轩辕冷霜目前所学的武功之中,唯有两招可以在最快的时间内突破,一便是紫宸剑法最后三式之一的逆风卷涛动山河,二便是冥翼宝鉴极端杀招雪影千重。
“你我百多年的恩恩怨怨,今日一笔了结!”
“表哥!”玄贤收起内劲,怔怔地看着轩辕冷霜,眼里满是悲戚。
“动手吧。”
“我不是……”
“你知道的太多了。”轩辕冷霜冷冷地瞥一眼玄贤,数道透明气流环绕周身,像是一条条水龙,蓄势待发。
“何必?”玄贤知道已经晚了,一声叹息,提起全身内力,凝成一道金色的屏障护住全身。
空寂心中一惊,“师叔一味防御,何不趁势攻击,如此一来,金钟罩一破必死无疑。”
太虚横手挡在门人面前,吩咐道:“除掌门坐下四大弟子外,所有人立刻下山。”
“掌门?!”
“快走!”太虚没有时间多解释,脚下一蹬,无形内力将门人生生逼退了好几米远。
“诸位离开吧。”武当主人看了眼空寂方丈,这才惊觉现场的少林僧人不知何时已少了一大半,留下来的无不是少林寺中修为高深的武僧。
“青枫前辈死的时候我就有所警觉,预感成真的感觉确实不怎么好。”太虚一甩浮尘,见门人渐渐离去,眼中多了些轻松,感慨道,“大师此番所定下的计策,不知玄贤大师知道否。”

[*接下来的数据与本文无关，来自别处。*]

// Copyright 2025 Lars Brubaker
// License: MIT
//
// Mesh quality reporting. Statistic makes one pass over the triangles and
// accumulates extremes plus an angle histogram; QualityMeasure scores every
// triangle with three classic shape measures normalized so an equilateral
// triangle scores 1. Neither pass mutates the mesh.
//
// Design:
//   - Angles are bucketed by comparing cos^2 against a precomputed table,
//     so the hot loop does no trig at all; the two reported extreme angles
//     cost one acos each at the end.
//   - Edge lengths, altitudes and aspect ratios are carried squared until
//     finalization.
//   - The orientation determinant doubles as twice the signed area.

use crate::geom::Real;
use crate::mesh::{Mesh, MINUS1, PLUS1};

// ──────────────────────────────── Statistic ────────────────────────────────

/// Extremes and an interior-angle histogram for a mesh, filled by `update`.
#[derive(Clone, Debug, Default)]
pub struct Statistic {
    pub shortest_edge: Real,
    pub longest_edge: Real,
    /// Shortest altitude over any triangle's longest edge.
    pub shortest_altitude: Real,
    /// Best longest-edge to altitude ratio; 2/sqrt(3) for an equilateral
    /// triangle.
    pub smallest_aspect_ratio: Real,
    /// Worst longest-edge to altitude ratio.
    pub largest_aspect_ratio: Real,
    pub smallest_area: Real,
    pub largest_area: Real,
    /// Degrees.
    pub smallest_angle: Real,
    /// Degrees.
    pub largest_angle: Real,
    /// Angle counts in `sample_degrees` equal buckets over [0, 180); three
    /// entries per triangle.
    pub angle_histogram: Vec<usize>,
}

impl Statistic {
    pub fn new() -> Self {
        Self::default()
    }

    /// Recompute all statistics for the mesh. `sample_degrees` is the
    /// histogram bucket count; 18 gives the classic ten-degree buckets.
    pub fn update(&mut self, mesh: &Mesh, sample_degrees: usize) {
        debug_assert!(sample_degrees >= 4 && sample_degrees % 2 == 0);
        let radconst = std::f64::consts::PI / sample_degrees as Real;
        let degconst = 180.0 / std::f64::consts::PI;

        // cos^2 of each bucket boundary in the acute half. An angle lands
        // in the first bucket whose boundary it is below.
        let table_len = sample_degrees / 2 - 1;
        let mut cossquaretable = vec![0.0; table_len];
        for (i, entry) in cossquaretable.iter_mut().enumerate() {
            let c = (radconst * (i + 1) as Real).cos();
            *entry = c * c;
        }
        self.angle_histogram = vec![0; sample_degrees];

        // Seed the minima with a value larger than anything in the mesh.
        let span = mesh.bounds.width() + mesh.bounds.height();
        let mut minaltitude = span * span;
        let mut shortest = minaltitude;
        let mut longest = 0.0;
        let mut smallestarea = minaltitude;
        let mut biggestarea = 0.0;
        // Aspect ratios of slivers dwarf any span-derived seed.
        let mut bestaspect = Real::MAX;
        let mut worstaspect = 0.0;
        // Tracked as cos^2: the smallest angle maximizes it; the biggest
        // angle minimizes it while everything is acute, then maximizes it
        // over the obtuse angles.
        let mut smallestangle = 0.0;
        let mut biggestangle = 2.0;
        let mut acutebiggest = true;

        for (_, tri) in mesh.triangles.iter() {
            let p = [
                mesh.vertex_point(tri.vertices[0]),
                mesh.vertex_point(tri.vertices[1]),
                mesh.vertex_point(tri.vertices[2]),
            ];

            let mut dx = [0.0; 3];
            let mut dy = [0.0; 3];
            let mut edgelength = [0.0; 3];
            let mut trilongest2: Real = 0.0;
            for i in 0..3 {
                let j = PLUS1[i];
                let k = MINUS1[i];
                dx[i] = p[j].x - p[k].x;
                dy[i] = p[j].y - p[k].y;
                edgelength[i] = dx[i] * dx[i] + dy[i] * dy[i];
                trilongest2 = trilongest2.max(edgelength[i]);
                longest = edgelength[i].max(longest);
                shortest = edgelength[i].min(shortest);
            }

            // Twice the signed area; positive for a healthy triangle.
            let triarea = mesh.predicates.counterclockwise(p[0], p[1], p[2]);
            smallestarea = triarea.min(smallestarea);
            biggestarea = triarea.max(biggestarea);

            let triminaltitude2 = triarea * triarea / trilongest2;
            minaltitude = triminaltitude2.min(minaltitude);
            let triaspect2 = trilongest2 / triminaltitude2;
            bestaspect = triaspect2.min(bestaspect);
            worstaspect = triaspect2.max(worstaspect);

            for i in 0..3 {
                let j = PLUS1[i];
                let k = MINUS1[i];
                // The opposite-edge vectors meet at corner i reversed, so
                // a non-positive dot product means an acute corner.
                let dotproduct = dx[j] * dx[k] + dy[j] * dy[k];
                let cossquare = dotproduct * dotproduct / (edgelength[j] * edgelength[k]);
                let mut tendegree = table_len;
                for ii in (0..table_len).rev() {
                    if cossquare > cossquaretable[ii] {
                        tendegree = ii;
                    }
                }
                if dotproduct <= 0.0 {
                    self.angle_histogram[tendegree] += 1;
                    if cossquare > smallestangle {
                        smallestangle = cossquare;
                    }
                    if acutebiggest && cossquare < biggestangle {
                        biggestangle = cossquare;
                    }
                } else {
                    self.angle_histogram[sample_degrees - 1 - tendegree] += 1;
                    if acutebiggest || cossquare > biggestangle {
                        biggestangle = cossquare;
                        acutebiggest = false;
                    }
                }
            }
        }

        self.shortest_edge = shortest.sqrt();
        self.longest_edge = longest.sqrt();
        self.shortest_altitude = minaltitude.sqrt();
        self.smallest_aspect_ratio = bestaspect.sqrt();
        self.largest_aspect_ratio = worstaspect.sqrt();
        self.smallest_area = 0.5 * smallestarea;
        self.largest_area = 0.5 * biggestarea;
        self.smallest_angle = if smallestangle >= 1.0 {
            0.0
        } else {
            degconst * smallestangle.sqrt().acos()
        };
        self.largest_angle = if biggestangle >= 1.0 {
            180.0
        } else if acutebiggest {
            degconst * biggestangle.sqrt().acos()
        } else {
            180.0 - degconst * biggestangle.sqrt().acos()
        };
    }
}

// ──────────────────────────────── QualityMeasure ────────────────────────────

/// Per-triangle shape scores aggregated over the mesh. Alpha is the minimum
/// corner angle over its equilateral value; eta relates area to the edge
/// length sum of squares; q is the inradius to circumradius ratio. All three
/// reach 1 exactly on an equilateral triangle and fall toward 0 as triangles
/// degenerate.
#[derive(Clone, Debug, Default)]
pub struct QualityMeasure {
    pub area_min: Real,
    pub area_max: Real,
    pub area_total: Real,
    /// Triangles with exactly zero area.
    pub area_zero: usize,

    pub alpha_min: Real,
    pub alpha_max: Real,
    pub alpha_ave: Real,
    /// Area-weighted average.
    pub alpha_area: Real,

    pub eta_min: Real,
    pub eta_max: Real,
    pub eta_ave: Real,
    pub eta_area: Real,

    pub q_min: Real,
    pub q_max: Real,
    pub q_ave: Real,
    pub q_area: Real,
}

impl QualityMeasure {
    pub fn new() -> Self {
        Self::default()
    }

    /// Reset and rescore every triangle in the mesh.
    pub fn update(&mut self, mesh: &Mesh) {
        *self = QualityMeasure {
            area_min: Real::MAX,
            area_max: Real::MIN,
            alpha_min: Real::MAX,
            alpha_max: Real::MIN,
            eta_min: Real::MAX,
            eta_max: Real::MIN,
            q_min: Real::MAX,
            q_max: Real::MIN,
            ..QualityMeasure::default()
        };

        let mut n = 0;
        for (_, tri) in mesh.triangles.iter() {
            n += 1;
            let a = mesh.vertex_point(tri.vertices[0]);
            let b = mesh.vertex_point(tri.vertices[1]);
            let c = mesh.vertex_point(tri.vertices[2]);

            let ab = a.distance_sq(&b).sqrt();
            let bc = b.distance_sq(&c).sqrt();
            let ca = c.distance_sq(&a).sqrt();
            let area =
                0.5 * (a.x * (b.y - c.y) + b.x * (c.y - a.y) + c.x * (a.y - b.y)).abs();

            self.area_min = area.min(self.area_min);
            self.area_max = area.max(self.area_max);
            self.area_total += area;
            if area == 0.0 {
                self.area_zero += 1;
            }

            self.measure_alpha(ab, bc, ca, area);
            self.measure_eta(ab, bc, ca, area);
            self.measure_q(ab, bc, ca, area);
        }

        if n > 0 {
            self.alpha_ave /= n as Real;
            self.eta_ave /= n as Real;
            self.q_ave /= n as Real;
        }
        if self.area_total > 0.0 {
            self.alpha_area /= self.area_total;
            self.eta_area /= self.area_total;
            self.q_area /= self.area_total;
        }
    }

    /// Minimum corner angle, normalized from [0, 60 degrees] to [0, 1].
    fn measure_alpha(&mut self, ab: Real, bc: Real, ca: Real, area: Real) {
        let ab2 = ab * ab;
        let bc2 = bc * bc;
        let ca2 = ca * ca;

        let corner = |adj1: Real, adj2: Real, adj1_2: Real, adj2_2: Real, opp2: Real| {
            if adj1 == 0.0 || adj2 == 0.0 {
                std::f64::consts::PI
            } else {
                let cos = ((adj1_2 + adj2_2 - opp2) / (2.0 * adj1 * adj2)).clamp(-1.0, 1.0);
                cos.acos()
            }
        };

        let alpha = if ab == 0.0 && bc == 0.0 && ca == 0.0 {
            // A triangle collapsed to a point: three equal angles.
            2.0 * std::f64::consts::PI / 3.0
        } else {
            let a_angle = corner(ca, ab, ca2, ab2, bc2);
            let b_angle = corner(ab, bc, ab2, bc2, ca2);
            let c_angle = corner(bc, ca, bc2, ca2, ab2);
            a_angle.min(b_angle).min(c_angle)
        };
        let alpha = alpha * 3.0 / std::f64::consts::PI;

        self.alpha_min = alpha.min(self.alpha_min);
        self.alpha_max = alpha.max(self.alpha_max);
        self.alpha_ave += alpha;
        self.alpha_area += area * alpha;
    }

    /// 4 sqrt(3) area over the sum of squared edge lengths.
    fn measure_eta(&mut self, ab: Real, bc: Real, ca: Real, area: Real) {
        let denom = ab * ab + bc * bc + ca * ca;
        let eta = if denom == 0.0 {
            0.0
        } else {
            4.0 * 3.0_f64.sqrt() * area / denom
        };

        self.eta_min = eta.min(self.eta_min);
        self.eta_max = eta.max(self.eta_max);
        self.eta_ave += eta;
        self.eta_area += area * eta;
    }

    /// Twice the inradius over the circumradius, via the side lengths only.
    fn measure_q(&mut self, ab: Real, bc: Real, ca: Real, area: Real) {
        let denom = ab * bc * ca;
        let q = if denom == 0.0 {
            0.0
        } else {
            (bc + ca - ab) * (ca + ab - bc) * (ab + bc - ca) / denom
        };

        self.q_min = q.min(self.q_min);
        self.q_max = q.max(self.q_max);
        self.q_ave += q;
        self.q_area += area * q;
    }
}

// ──────────────────────────────── Tests ────────────────────────────────
/// One carving pass over a mesh. Borrows the mesh for its lifetime; the
/// infection side table dies with it.
pub struct Carver<'a> {
    mesh: &'a mut Mesh,
    infected: Vec<bool>,
}

impl<'a> Carver<'a> {
    pub fn new(mesh: &'a mut Mesh) -> Self {
        let slots = mesh.triangles.slots() as usize;
        Carver {
            mesh,
            infected: vec![false; slots],
        }
    }

    /// Carve concavities, holes, and regions: remove every triangle
    /// reachable from outside the segment-bounded domain, then stamp
    /// region attributes and area constraints.
    pub fn carve_holes(&mut self) {
        let before = self.mesh.triangles.count();

        if !self.mesh.behavior.convex {
            self.infect_hull();
        }

        // Hole seeds infect the triangle they fall in. The mesh is still
        // whole here, so plain point location works.
        let holes = self.mesh.holes.clone();
        let hull = self.mesh.hull_otri();
        for hole in holes {
            if !self.mesh.bounds.contains(&hole) {
                continue;
            }
            // A point right of any hull edge is outside the mesh.
            let inside_hull = match hull {
                Some(h) => {
                    let org = self.mesh.vertex_point(self.mesh.org(h));
                    let dest = self.mesh.vertex_point(self.mesh.dest(h));
                    self.mesh.predicates.counterclockwise(org, dest, hole) > 0.0
                }
                None => false,
            };
            if !inside_hull {
                continue;
            }
            let (loc, t) = self.mesh.locate(hole);
            if loc != LocateResult::Outside && !self.infected[t.tri as usize] {
                self.infect(t);
            }
        }

        // Region seeds must be located before carving: point location
        // cannot be trusted once the triangulation has holes in it.
        let regions = self.mesh.regions.clone();
        let mut regiontris: Vec<Otri> = Vec::with_capacity(regions.len());
        for region in &regions {
            let mut found = Otri::default();
            if self.mesh.bounds.contains(&region.point) {
                let inside_hull = match hull {
                    Some(h) => {
                        let org = self.mesh.vertex_point(self.mesh.org(h));
                        let dest = self.mesh.vertex_point(self.mesh.dest(h));
                        self.mesh
                            .predicates
                            .counterclockwise(org, dest, region.point)
                            > 0.0
                    }
                    None => false,
                };
                if inside_hull {
                    let (loc, t) = self.mesh.locate(region.point);
                    if loc != LocateResult::Outside && !self.infected[t.tri as usize] {
                        found = t;
                    }
                }
            }
            regiontris.push(found);
        }

        if !self.mesh.viruses.is_empty() {
            self.plague();
        }

        if !regions.is_empty() {
            if self.mesh.behavior.regionattrib {
                // Every triangle gains one attribute, zero outside any region.
                for (_, tri) in self.mesh.triangles.iter_mut() {
                    tri.attributes.push(0.0);
                }
                self.mesh.eextras += 1;
            }
            for (region, &seed) in regions.iter().zip(&regiontris) {
                // The seed triangle may have been eaten by the virus.
                if seed.tri != DUMMY && self.mesh.triangles.is_live(seed.tri) {
                    self.infect(seed);
                    self.region_plague(region.attribute, region.area);
                }
            }
        }

        self.mesh.make_vertex_map();
        // The plague already kept hullsize current edge by edge.
        debug_assert_eq!(self.mesh.hullsize, self.mesh.count_hull_edges());
        self.mesh.edges = (3 * self.mesh.triangles.count() + self.mesh.hullsize) / 2;
        self.mesh.recenttri = Otri::default();

        info!(
            target: "carve",
            "carved {} of {} triangles; {} boundary edges remain",
            before - self.mesh.triangles.count(),
            before,
            self.mesh.hullsize
        );
    }

    fn infect(&mut self, t: Otri) {
        self.infected[t.tri as usize] = true;
        self.mesh.viruses.push(t);
    }

    /// Walk once counterclockwise around the convex hull, infecting every
    /// unprotected triangle met on the way. Protected hull edges become
    /// boundary: their subsegment and endpoints get marked.
    pub(crate) fn infect_hull(&mut self) {
        let start = match self.mesh.hull_otri() {
            Some(t) => t,
            None => return,
        };
        let mut hulltri = start;
        loop {
            if !self.infected[hulltri.tri as usize] {
                let subseg = self.mesh.tspivot(hulltri);
                if subseg.seg == DUMMY {
                    self.infect(hulltri);
                } else {
                    if self.mesh.subsegs[subseg.seg].marker == 0 {
                        self.mesh.subsegs[subseg.seg].marker = 1;
                    }
                    let org = self.mesh.org(hulltri);
                    let dest = self.mesh.dest(hulltri);
                    if self.mesh.vertices[org].mark == 0 {
                        self.mesh.vertices[org].mark = 1;
                    }
                    if self.mesh.vertices[dest].mark == 0 {
                        self.mesh.vertices[dest].mark = 1;
                    }
                }
            }
            // Next hull edge: clockwise around the destination vertex.
            hulltri = hulltri.lnext();
            let mut next = self.mesh.oprev(hulltri);
            while next.tri != DUMMY {
                hulltri = next;
                next = self.mesh.oprev(hulltri);
            }
            if hulltri == start {
                break;
            }
        }
    }

    /// Spread the infection across every unprotected edge, then delete the
    /// infected triangles. Subsegments between two dying triangles die
    /// too; subsegments shielding a survivor become boundary. Vertices
    /// left without a live triangle are demoted to undead.
    pub(crate) fn plague(&mut self) {
        // Spread. The worklist grows as it is walked.
        let mut i = 0;
        while i < self.mesh.viruses.len() {
            let tri = self.mesh.viruses[i].tri;
            i += 1;
            for orient in 0..3u8 {
                let t = Otri::new(tri, orient);
                let neighbor = self.mesh.sym(t);
                let subseg = self.mesh.tspivot(t);
                if neighbor.tri == DUMMY || self.infected[neighbor.tri as usize] {
                    if subseg.seg != DUMMY {
                        // Both sides of the subsegment are dying.
                        self.mesh.tsdissolve(t);
                        if neighbor.tri != DUMMY {
                            self.mesh.tsdissolve(neighbor);
                        }
                        self.mesh.subseg_dealloc(subseg.seg);
                    }
                } else if subseg.seg == DUMMY {
                    self.infect(neighbor);
                } else {
                    // The subsegment shields a survivor; it becomes
                    // boundary and drops its link to the dying side.
                    self.mesh.stdissolve(subseg);
                    if self.mesh.subsegs[subseg.seg].marker == 0 {
                        self.mesh.subsegs[subseg.seg].marker = 1;
                    }
                    let norg = self.mesh.org(neighbor);
                    let ndest = self.mesh.dest(neighbor);
                    if self.mesh.vertices[norg].mark == 0 {
                        self.mesh.vertices[norg].mark = 1;
                    }
                    if self.mesh.vertices[ndest].mark == 0 {
                        self.mesh.vertices[ndest].mark = 1;
                    }
                }
            }
        }

        // Delete. Corners are nulled as their vertices are tested so each
        // vertex is judged once, on the first dying triangle that owns it.
        let mut stranded = 0u32;
        for i in 0..self.mesh.viruses.len() {
            let tri = self.mesh.viruses[i].tri;

            for orient in 0..3u8 {
                let t = Otri::new(tri, orient);
                let v = self.mesh.org(t);
                if v == INVALID {
                    continue;
                }
                let mut killorg = true;
                self.mesh.set_org(t, INVALID);
                // Counterclockwise around the vertex.
                let mut neighbor = self.mesh.onext(t);
                while neighbor.tri != DUMMY && neighbor != t {
                    if self.infected[neighbor.tri as usize] {
                        self.mesh.set_org(neighbor, INVALID);
                    } else {
                        killorg = false;
                    }
                    neighbor = self.mesh.onext(neighbor);
                }
                // Hit the boundary: cover the other side too.
                if neighbor.tri == DUMMY {
                    let mut neighbor = self.mesh.oprev(t);
                    while neighbor.tri != DUMMY {
                        if self.infected[neighbor.tri as usize] {
                            self.mesh.set_org(neighbor, INVALID);
                        } else {
                            killorg = false;
                        }
                        neighbor = self.mesh.oprev(neighbor);
                    }
                }
                if killorg {
                    self.mesh.vertices[v].kind = VertexKind::Undead;
                    self.mesh.undeads += 1;
                    stranded += 1;
                }
            }

            // Unhook and delete the triangle. Every dissolved edge turns
            // into boundary for the survivor.
            for orient in 0..3u8 {
                let t = Otri::new(tri, orient);
                let neighbor = self.mesh.sym(t);
                if neighbor.tri == DUMMY {
                    self.mesh.hullsize -= 1;
                } else {
                    self.mesh.dissolve(neighbor);
                    self.mesh.hullsize += 1;
                }
            }
            self.mesh.triangle_dealloc(tri);
        }

        self.mesh.viruses.clear();
        for flag in self.infected.iter_mut() {
            *flag = false;
        }
        if stranded > 0 {
            info!(target: "carve", "{} vertices stranded by carving", stranded);
        }
    }

    /// Flood one region from its seed, stamping the attribute and area
    /// constraint, without deleting anything. The infection stops at
    /// subsegments exactly like the plague does.
    pub(crate) fn region_plague(&mut self, attribute: Real, area: Real) {
        let mut i = 0;
        while i < self.mesh.viruses.len() {
            let tri = self.mesh.viruses[i].tri;
            i += 1;
            if self.mesh.behavior.regionattrib {
                let last = self.mesh.eextras - 1;
                self.mesh.triangles[tri].attributes[last] = attribute;
            }
            if self.mesh.behavior.vararea {
                self.mesh.triangles[tri].area = area;
            }
            for orient in 0..3u8 {
                let t = Otri::new(tri, orient);
                let neighbor = self.mesh.sym(t);
                let subseg = self.mesh.tspivot(t);
                if neighbor.tri != DUMMY
                    && !self.infected[neighbor.tri as usize]
                    && subseg.seg == DUMMY
                {
                    self.infect(neighbor);
                }
            }
        }

        for t in self.mesh.viruses.drain(..) {
            self.infected[t.tri as usize] = false;
        }
    }
}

空寂摇摇头,“出家人不打诳语,但老衲却欺骗了自己的师叔,阿弥陀佛。”
“大师不必自责,这事情即便玄贤大师知晓,也必然会赞成。”太虚眼观各大派诸人都走得差不多了,说道,“此番与轩辕冷霜,是该有一个了断。”
昕璃摇着折扇,对景浩说道:“各大派除了掌门和高等弟子都走得差不多了,此时山下怕是热闹得很了。”
景浩最受不了她这种故作气定神闲的表情,有些不满,“早做了安排,你这是幸灾乐祸等着看笑话还是别的什么。”
“安排是有,但是没用了,有朝廷的人在,咱们困不死的。”昕璃无奈地摇摇头,“那些人跟我们想到一块了,都是怕被困山中才在山下安排人手,不过他们却是迟了一步。”
“剩下的这些人也只能殊死一搏,只要轩辕宫主不放弃报仇,他们就一日不得安心,随时可能会死,不如趁着人多,赌一把。”
昕璃摇摇头,轩辕冷霜和玄贤已然在蓄势之中,沈薇与天风难离和任逍遥已经停下了打斗,但是双方都没有息事宁人的意思,仍旧在对峙之中,昕榛不知何时已经回来,与温疏影还有两个男人站在一处,神色平静。
“安珞凝呢?”昕璃唰地站起来,眼睛来来回回扫了好几圈都没见到安珞凝的影子,别说安珞凝,秋青羽和慕枫都不在。
“你找他做什么?”
昕璃坐下来,似是自言自语一般,呢喃道:“看不见安珞凝,总有些不安。”
“他心情不好,不愿再面对不堪的事实,大概先走了吧。”想起安珞凝刚才的歇斯底里,景浩心里有快意,也有嘲讽,不过想起他以前的作为,现在被昕璃这么一提,心里的不安逐渐扩大开来,“你在这里守着,我去找。”